E as mulheres não precisavam
enfrentar a cozinha pesada a não
ser na hora das geléias e compotas. Doces e bolos podiam ser feitos em salas só com fogareiro com
a ajuda de criadas e filhas e mulheres da casa.
Os arquitetos, como sempre
muito ligados na arte de bem viver, interessaram-se imediatamente pela sobremesa, a parte final do banquete, e começaram a
planejar ambientes separados nos
castelos, para que a novidade fosse saboreada, principalmente no
verão, em meio à paisagem, campos a perder de vista, vergéis floridos.

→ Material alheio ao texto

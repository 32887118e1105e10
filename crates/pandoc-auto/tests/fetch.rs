//! Fetcher tests against a local mock release host.
//!
//! [`mockito`] stands in for both the GitHub API and the asset download
//! endpoint, so the full metadata → download → extract → flatten path runs
//! without touching the network.

use std::path::Path;
use std::sync::Mutex;

use flate2::write::GzEncoder;
use flate2::Compression;
use pandoc_auto::{
    current_platform_key, ensure_binaries, pandoc_path, FetchOptions, FetchOutcome, PandocAutoError,
};

// ── Fixtures ─────────────────────────────────────────────────────────────────

/// A gzipped tarball laid out like a pandoc release, whose `pandoc` is a
/// shell script reporting `version`.
fn release_tarball(version: &str) -> Vec<u8> {
    let script = format!("#!/bin/sh\necho 'pandoc {version}'\n");
    let gz = GzEncoder::new(Vec::new(), Compression::default());
    let mut builder = tar::Builder::new(gz);

    let mut header = tar::Header::new_gnu();
    header.set_size(script.len() as u64);
    header.set_mode(0o755);
    builder
        .append_data(&mut header, format!("pandoc-{version}/bin/pandoc"), script.as_bytes())
        .unwrap();

    let mut readme = tar::Header::new_gnu();
    readme.set_size(5);
    readme.set_mode(0o644);
    builder
        .append_data(&mut readme, format!("pandoc-{version}/README"), &b"hello"[..])
        .unwrap();

    builder.into_inner().unwrap().finish().unwrap()
}

/// A zip laid out like the macOS / Windows releases, with an executable
/// `pandoc` script.
fn release_zip(version: &str) -> Vec<u8> {
    use std::io::Write;
    use zip::write::SimpleFileOptions;

    let script = format!("#!/bin/sh\necho 'pandoc {version}'\n");
    let mut writer = zip::ZipWriter::new(std::io::Cursor::new(Vec::new()));
    let exec = SimpleFileOptions::default()
        .compression_method(zip::CompressionMethod::Deflated)
        .unix_permissions(0o755);

    writer
        .start_file(format!("pandoc-{version}/bin/pandoc"), exec)
        .unwrap();
    writer.write_all(script.as_bytes()).unwrap();
    writer
        .start_file(format!("pandoc-{version}/README"), SimpleFileOptions::default())
        .unwrap();
    writer.write_all(b"hello").unwrap();

    writer.finish().unwrap().into_inner()
}

fn asset_name(version: &str) -> String {
    format!("pandoc-{version}-{}-amd64.tar.gz", current_platform_key())
}

fn release_json(server_url: &str, version: &str, asset: &str) -> String {
    serde_json::json!({
        "tag_name": version,
        "assets": [
            {
                "name": asset,
                "browser_download_url": format!("{server_url}/download/{asset}"),
                "size": 1234
            }
        ]
    })
    .to_string()
}

/// Held by tests that write an executable and then run it; a concurrent
/// fork can otherwise make `exec` fail with ETXTBSY.
static SERIAL: Mutex<()> = Mutex::new(());

fn options(server_url: &str, root: &Path) -> FetchOptions {
    FetchOptions::default()
        .with_api_base(server_url)
        .with_root(root)
}

// ── Tests ────────────────────────────────────────────────────────────────────

#[cfg(unix)]
#[test]
fn pinned_fetch_is_idempotent() {
    let _guard = SERIAL.lock().unwrap_or_else(|e| e.into_inner());
    let mut server = mockito::Server::new();
    let root = tempfile::tempdir().unwrap();
    let version = "9.9.9";
    let asset = asset_name(version);

    let meta = server
        .mock("GET", "/repos/jgm/pandoc/releases/tags/9.9.9")
        .with_status(200)
        .with_header("content-type", "application/json")
        .with_body(release_json(&server.url(), version, &asset))
        .expect(1)
        .create();
    let download = server
        .mock("GET", format!("/download/{asset}").as_str())
        .with_status(200)
        .with_body(release_tarball(version))
        .expect(1)
        .create();

    let opts = options(&server.url(), root.path()).with_version(version);

    let first = ensure_binaries(&opts, None).expect("first fetch");
    match first {
        FetchOutcome::Installed { ref tag, ref binaries } => {
            assert_eq!(tag, version);
            assert_eq!(binaries, &vec![pandoc_path(root.path())]);
        }
        other => panic!("expected Installed, got {other:?}"),
    }
    let installed = std::fs::read(pandoc_path(root.path())).unwrap();

    let second = ensure_binaries(&opts, None).expect("second fetch");
    assert_eq!(
        second,
        FetchOutcome::AlreadyInstalled {
            version: version.to_string()
        }
    );
    assert_eq!(std::fs::read(pandoc_path(root.path())).unwrap(), installed);

    meta.assert();
    download.assert();
}

#[cfg(unix)]
#[test]
fn version_mismatch_triggers_refetch() {
    let _guard = SERIAL.lock().unwrap_or_else(|e| e.into_inner());
    let mut server = mockito::Server::new();
    let root = tempfile::tempdir().unwrap();

    // Pre-populate the cache with an older pandoc.
    std::fs::write(pandoc_path(root.path()), "#!/bin/sh\necho 'pandoc 1.0.0'\n").unwrap();
    {
        use std::os::unix::fs::PermissionsExt;
        std::fs::set_permissions(
            pandoc_path(root.path()),
            std::fs::Permissions::from_mode(0o755),
        )
        .unwrap();
    }

    let asset = asset_name("2.0.0");
    let meta = server
        .mock("GET", "/repos/jgm/pandoc/releases/tags/2.0.0")
        .with_status(200)
        .with_body(release_json(&server.url(), "2.0.0", &asset))
        .expect(1)
        .create();
    let download = server
        .mock("GET", format!("/download/{asset}").as_str())
        .with_status(200)
        .with_body(release_tarball("2.0.0"))
        .expect(1)
        .create();

    let opts = options(&server.url(), root.path()).with_version("2.0.0");
    let outcome = ensure_binaries(&opts, None).unwrap();
    assert!(matches!(outcome, FetchOutcome::Installed { .. }));
    assert_eq!(
        pandoc_auto::installed_version(&pandoc_path(root.path())).as_deref(),
        Some("2.0.0")
    );

    meta.assert();
    download.assert();
}

#[test]
fn missing_platform_asset_is_reported() {
    let mut server = mockito::Server::new();
    let root = tempfile::tempdir().unwrap();

    let meta = server
        .mock("GET", "/repos/jgm/pandoc/releases/latest")
        .with_status(200)
        .with_body(release_json(&server.url(), "9.9.9", "pandoc-9.9.9-plan9.tar.gz"))
        .expect(1)
        .create();

    let opts = options(&server.url(), root.path()).latest();
    let outcome = ensure_binaries(&opts, None).unwrap();

    assert_eq!(
        outcome,
        FetchOutcome::NoMatchingAsset {
            tag: "9.9.9".to_string()
        }
    );
    assert!(!outcome.has_binaries());
    assert!(!pandoc_path(root.path()).exists());
    meta.assert();
}

#[test]
fn http_error_on_metadata_is_fatal() {
    let mut server = mockito::Server::new();
    let root = tempfile::tempdir().unwrap();

    let _meta = server
        .mock("GET", "/repos/jgm/pandoc/releases/tags/0.0.1")
        .with_status(404)
        .create();

    let opts = options(&server.url(), root.path()).with_version("0.0.1");
    let err = ensure_binaries(&opts, None).unwrap_err();
    assert!(
        matches!(err, PandocAutoError::Http { status: 404, .. }),
        "got: {err}"
    );
}

#[test]
fn malformed_metadata_is_reported() {
    let mut server = mockito::Server::new();
    let root = tempfile::tempdir().unwrap();

    let _meta = server
        .mock("GET", "/repos/jgm/pandoc/releases/latest")
        .with_status(200)
        .with_body("{ not json")
        .create();

    let opts = options(&server.url(), root.path()).latest();
    let err = ensure_binaries(&opts, None).unwrap_err();
    assert!(matches!(err, PandocAutoError::Metadata { .. }), "got: {err}");
}

#[test]
fn failed_download_leaves_no_archive() {
    let mut server = mockito::Server::new();
    let root = tempfile::tempdir().unwrap();
    let asset = asset_name("9.9.9");

    let _meta = server
        .mock("GET", "/repos/jgm/pandoc/releases/latest")
        .with_status(200)
        .with_body(release_json(&server.url(), "9.9.9", &asset))
        .create();
    let _download = server
        .mock("GET", format!("/download/{asset}").as_str())
        .with_status(500)
        .create();

    let opts = options(&server.url(), root.path()).latest();
    let err = ensure_binaries(&opts, None).unwrap_err();
    assert!(matches!(err, PandocAutoError::Http { status: 500, .. }), "got: {err}");

    let version_dir = root.path().join("9.9.9");
    let leftovers: Vec<_> = std::fs::read_dir(&version_dir).unwrap().collect();
    assert!(leftovers.is_empty(), "partial files left behind: {leftovers:?}");
}

#[cfg(unix)]
#[test]
fn cleanup_removes_version_directory_and_reports_progress() {
    let _guard = SERIAL.lock().unwrap_or_else(|e| e.into_inner());
    let mut server = mockito::Server::new();
    let root = tempfile::tempdir().unwrap();
    let asset = asset_name("9.9.9");
    let body = release_tarball("9.9.9");
    let body_len = body.len() as u64;

    let _meta = server
        .mock("GET", "/repos/jgm/pandoc/releases/latest")
        .with_status(200)
        .with_body(release_json(&server.url(), "9.9.9", &asset))
        .create();
    let _download = server
        .mock("GET", format!("/download/{asset}").as_str())
        .with_status(200)
        .with_body(body)
        .create();

    let last = std::cell::Cell::new(0u64);
    let opts = options(&server.url(), root.path()).latest().with_cleanup(true);
    let outcome = ensure_binaries(&opts, Some(&|received, _total| last.set(received))).unwrap();

    assert!(matches!(outcome, FetchOutcome::Installed { .. }));
    assert_eq!(last.get(), body_len);
    assert!(pandoc_path(root.path()).is_file());
    assert!(!root.path().join("9.9.9").exists());
}

#[cfg(unix)]
#[test]
fn zip_release_installs_runnable_binary() {
    use std::os::unix::fs::PermissionsExt;

    let _guard = SERIAL.lock().unwrap_or_else(|e| e.into_inner());
    let mut server = mockito::Server::new();
    let root = tempfile::tempdir().unwrap();
    let asset = format!("pandoc-9.9.9-{}.zip", current_platform_key());

    let _meta = server
        .mock("GET", "/repos/jgm/pandoc/releases/tags/9.9.9")
        .with_status(200)
        .with_body(release_json(&server.url(), "9.9.9", &asset))
        .create();
    let download = server
        .mock("GET", format!("/download/{asset}").as_str())
        .with_status(200)
        .with_body(release_zip("9.9.9"))
        .expect(1)
        .create();

    let opts = options(&server.url(), root.path()).with_version("9.9.9");
    let outcome = ensure_binaries(&opts, None).unwrap();
    assert!(matches!(outcome, FetchOutcome::Installed { .. }), "got {outcome:?}");

    let bin = pandoc_path(root.path());
    let mode = std::fs::metadata(&bin).unwrap().permissions().mode();
    assert_eq!(mode & 0o111, 0o111, "exec bits lost: {mode:o}");
    assert_eq!(pandoc_auto::installed_version(&bin).as_deref(), Some("9.9.9"));
    download.assert();
}

#[cfg(unix)]
#[test]
fn present_archive_skips_download() {
    let _guard = SERIAL.lock().unwrap_or_else(|e| e.into_inner());
    let mut server = mockito::Server::new();
    let root = tempfile::tempdir().unwrap();
    let asset = asset_name("9.9.9");

    let version_dir = root.path().join("9.9.9");
    std::fs::create_dir_all(&version_dir).unwrap();
    std::fs::write(version_dir.join(&asset), release_tarball("9.9.9")).unwrap();

    let _meta = server
        .mock("GET", "/repos/jgm/pandoc/releases/latest")
        .with_status(200)
        .with_body(release_json(&server.url(), "9.9.9", &asset))
        .create();
    let download = server
        .mock("GET", format!("/download/{asset}").as_str())
        .with_status(200)
        .expect(0)
        .create();

    let opts = options(&server.url(), root.path()).latest();
    let outcome = ensure_binaries(&opts, None).unwrap();

    assert_eq!(
        outcome,
        FetchOutcome::Installed {
            tag: "9.9.9".to_string(),
            binaries: vec![pandoc_path(root.path())],
        }
    );
    download.assert();
}

#[cfg(unix)]
#[test]
fn concurrent_first_fetches_share_one_root() {
    use std::sync::{Arc, Barrier};

    const CALLERS: usize = 8;
    const ROUNDS: usize = 5;

    let _guard = SERIAL.lock().unwrap_or_else(|e| e.into_inner());
    let mut server = mockito::Server::new();
    let asset = asset_name("9.9.9");

    let _meta = server
        .mock("GET", "/repos/jgm/pandoc/releases/latest")
        .with_status(200)
        .with_body(release_json(&server.url(), "9.9.9", &asset))
        .create();
    let _download = server
        .mock("GET", format!("/download/{asset}").as_str())
        .with_status(200)
        .with_body(release_tarball("9.9.9"))
        .create();

    for round in 0..ROUNDS {
        let root = tempfile::tempdir().unwrap();
        let opts = options(&server.url(), root.path()).latest();
        let barrier = Arc::new(Barrier::new(CALLERS));

        let outcomes: Vec<_> = std::thread::scope(|s| {
            let handles: Vec<_> = (0..CALLERS)
                .map(|_| {
                    let barrier = Arc::clone(&barrier);
                    let opts = &opts;
                    s.spawn(move || {
                        barrier.wait();
                        ensure_binaries(opts, None)
                    })
                })
                .collect();
            handles.into_iter().map(|h| h.join().unwrap()).collect()
        });

        for outcome in outcomes {
            let outcome = outcome.unwrap_or_else(|e| panic!("round {round}: {e}"));
            assert!(matches!(outcome, FetchOutcome::Installed { .. }), "round {round}: {outcome:?}");
        }

        let installed = std::fs::read_to_string(pandoc_path(root.path())).unwrap();
        assert_eq!(installed, "#!/bin/sh\necho 'pandoc 9.9.9'\n");

        // No staging or scratch files survive in the flat root.
        let stray: Vec<_> = std::fs::read_dir(root.path())
            .unwrap()
            .map(|e| e.unwrap().file_name())
            .filter(|n| n.to_string_lossy().ends_with(".tmp"))
            .collect();
        assert!(stray.is_empty(), "round {round}: leftover staging files {stray:?}");
        let scratch: Vec<_> = std::fs::read_dir(root.path().join("9.9.9"))
            .unwrap()
            .map(|e| e.unwrap().file_name())
            .filter(|n| n.to_string_lossy().starts_with(".extract-"))
            .collect();
        assert!(scratch.is_empty(), "round {round}: leftover scratch dirs {scratch:?}");
    }
}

Quando visitamos um castelo,
muitas vezes nos intrigamos com
o "banquetting room" onde se comia o "banquetting stuffe". Como
poderiam os banquetes ficar tão
longe da cozinha, da própria casa?
As comidas não esfriavam?
A palavra "banquet" passara a
designar somente a parte da sobremesa, dos doces em geral, vinhos apropriados, águas cheirosas. Ali começava o banquete de
verdade em meio a jogos, danças,
cantos, música.
Às vezes, essas salas eram construídas nos telhados dos castelos,
o que aumentava a beleza da vista.
Subiam-se escadas depois do jantar para se chegar à mesa de especiarias confeitadas, a geléia colorida, a gelatina mais azul, o marzipã
moldado de mil maneiras a ponto
de se confundir com aquilo que
representava.
Os bolos de noivas começaram
a se parecer com bolos de noiva,
cheios de andares, flores, detalhes, pombos e anjos. O repertório dos doces era enorme. Além
deles, frutas da época, frutas importadas, confeitadas, em compotas. Tudo que pudesse ser massacrado, batido, socado, macerado, misturado com frutas e especiarias, cozido, assado, e enfeitado
com açúcar tinha a chance de ser
inventado.
A beleza era importante, o apelo
sensual, tanto na confecção, como
na apreciação, muito óbvio, apesar de enrolado em tafetás e fitas.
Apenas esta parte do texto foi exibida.